Home ›› 25 Feb 2023 ›› Corporate
Thales, as a worldwide cybersecurity leader, has created the first real-world application of Post Quantum Cryptography (PQC) in its flagship secure ‘Cryptosmart’ mobile app, leveraging 5G SIM for PQC.
In the pilot, hybrid cryptography (pre and post-quantum crypto) was used in a phone call between two devices to protect the information exchanged during the call. Thales has invested in and tested post-quantum cybersecurity technologies over the last decade to prepare for these emerging threats.
Even if today’s quantum computer1 prototypes are still far from posing a threat to public key cryptography, it is critical to begin investigating resilient solutions. For example, there is a variant of “store now, decrypt later” attacks that consists in storing today’s exchanged data and messages to decrypt these messages once Quantum Computers are available. This means the majority of digital infrastructure security based on public key cryptography (PKC) may already be vulnerable to a quantum attack.

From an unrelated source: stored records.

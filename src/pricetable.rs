use std::collections::BTreeMap;
use std::sync::Arc;
use tokio::sync::RwLock;

/// Latest known price for one symbol.
#[derive(Debug, Clone, PartialEq)]
pub struct PriceEntry {
    pub symbol: String,
    pub price: f64,
}

#[derive(Debug, Clone, Default)]
pub struct PriceTable {
    entries: BTreeMap<String, f64>, // symbol -> latest price
}

impl PriceTable {
    /// Creates a new, empty price table.
    pub fn new() -> Self {
        Self {
            entries: BTreeMap::new(),
        }
    }

    /// Inserts or replaces the entry for a symbol. Last write wins.
    pub fn update(&mut self, symbol: &str, price: f64) {
        self.entries.insert(symbol.to_string(), price);
    }

    /// Returns the latest price for a symbol, if one has been fetched.
    pub fn get(&self, symbol: &str) -> Option<f64> {
        self.entries.get(symbol).copied()
    }

    /// Point-in-time copy of every entry, ordered by symbol.
    pub fn snapshot(&self) -> Vec<PriceEntry> {
        self.entries
            .iter()
            .map(|(symbol, &price)| PriceEntry {
                symbol: symbol.clone(),
                price,
            })
            .collect()
    }

    /// Drops all entries. Used when a fresh session starts.
    pub fn clear(&mut self) {
        self.entries.clear();
    }

    pub fn len(&self) -> usize {
        self.entries.len()
    }

    pub fn is_empty(&self) -> bool {
        self.entries.is_empty()
    }
}

/// Thread-safe wrapper for the price table using Arc<RwLock<_>>.
///
/// All pollers write through the same lock; readers take a full snapshot so
/// the lock is never held during rendering or alert evaluation.
#[derive(Debug, Clone)]
pub struct ConcurrentPriceTable {
    inner: Arc<RwLock<PriceTable>>,
}

impl ConcurrentPriceTable {
    pub fn new() -> Self {
        Self {
            inner: Arc::new(RwLock::new(PriceTable::new())),
        }
    }

    pub async fn update(&self, symbol: &str, price: f64) {
        let mut table = self.inner.write().await;
        table.update(symbol, price);
    }

    pub async fn get(&self, symbol: &str) -> Option<f64> {
        let table = self.inner.read().await;
        table.get(symbol)
    }

    pub async fn snapshot(&self) -> Vec<PriceEntry> {
        let table = self.inner.read().await;
        table.snapshot()
    }

    pub async fn clear(&self) {
        let mut table = self.inner.write().await;
        table.clear();
    }

    pub async fn len(&self) -> usize {
        let table = self.inner.read().await;
        table.len()
    }

    pub async fn is_empty(&self) -> bool {
        let table = self.inner.read().await;
        table.is_empty()
    }
}

impl Default for ConcurrentPriceTable {
    fn default() -> Self {
        Self::new()
    }
}
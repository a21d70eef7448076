use async_trait::async_trait;
use serde::Deserialize;
use std::time::Duration;
use thiserror::Error;

const PRICE_API_URL: &str = "https://api.twelvedata.com/price";
const REQUEST_TIMEOUT: Duration = Duration::from_secs(10);

#[derive(Debug, Error)]
pub enum FetchError {
    #[error("HTTP request failed: {0}")]
    Http(#[from] reqwest::Error),
    #[error("price missing from response: {0}")]
    MissingPrice(String),
    #[error("malformed price value: {0}")]
    InvalidPrice(String),
}

/// Narrow synchronous-looking seam around the blocking price fetch, so the
/// task scheduling strategy stays independent of the HTTP client.
#[async_trait]
pub trait PriceFetcher: Send + Sync {
    async fn fetch(&self, symbol: &str) -> Result<f64, FetchError>;
}

#[derive(Debug, Deserialize)]
struct PriceResponse {
    price: Option<String>,
}

/// Twelve Data `/price` endpoint client.
pub struct TwelveDataClient {
    http: reqwest::Client,
    api_key: String,
}

impl TwelveDataClient {
    pub fn new(api_key: impl Into<String>) -> Result<Self, FetchError> {
        let http = reqwest::Client::builder()
            .timeout(REQUEST_TIMEOUT)
            .build()?;
        Ok(Self {
            http,
            api_key: api_key.into(),
        })
    }
}

#[async_trait]
impl PriceFetcher for TwelveDataClient {
    async fn fetch(&self, symbol: &str) -> Result<f64, FetchError> {
        let url = format!("{}?symbol={}&apikey={}", PRICE_API_URL, symbol, self.api_key);
        let body = self.http.get(&url).send().await?.text().await?;
        parse_price_body(&body)
    }
}

/// The API quotes prices as strings and reports errors as a JSON object
/// without a "price" field.
fn parse_price_body(body: &str) -> Result<f64, FetchError> {
    let parsed: PriceResponse =
        serde_json::from_str(body).map_err(|_| FetchError::MissingPrice(body.to_string()))?;
    let raw = parsed
        .price
        .ok_or_else(|| FetchError::MissingPrice(body.to_string()))?;
    raw.trim()
        .parse::<f64>()
        .map_err(|_| FetchError::InvalidPrice(raw))
}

Such threats are relevant for scenarios involving highly sensitive information, such as classified information exchanged over an encrypted phone call. To address these threats, Thales created a proof of concept to test the scalability and quality of its solutions, which range from 5G SIM cards to secure communication software.
This first real-world quantum-protected mobile solution, which combines Thales’ ‘Cryptosmart’ application and its 5G SIM, employs hybrid cryptography, as recommended by the NIST (National Institute of Standards and Technology). ‘CRYSTALS-Kyber’, one of the four algorithms selected by the NIST2, is the PQC algorithm natively implemented in the 5G SIM and used by the Cryptosmart application to encrypt communication.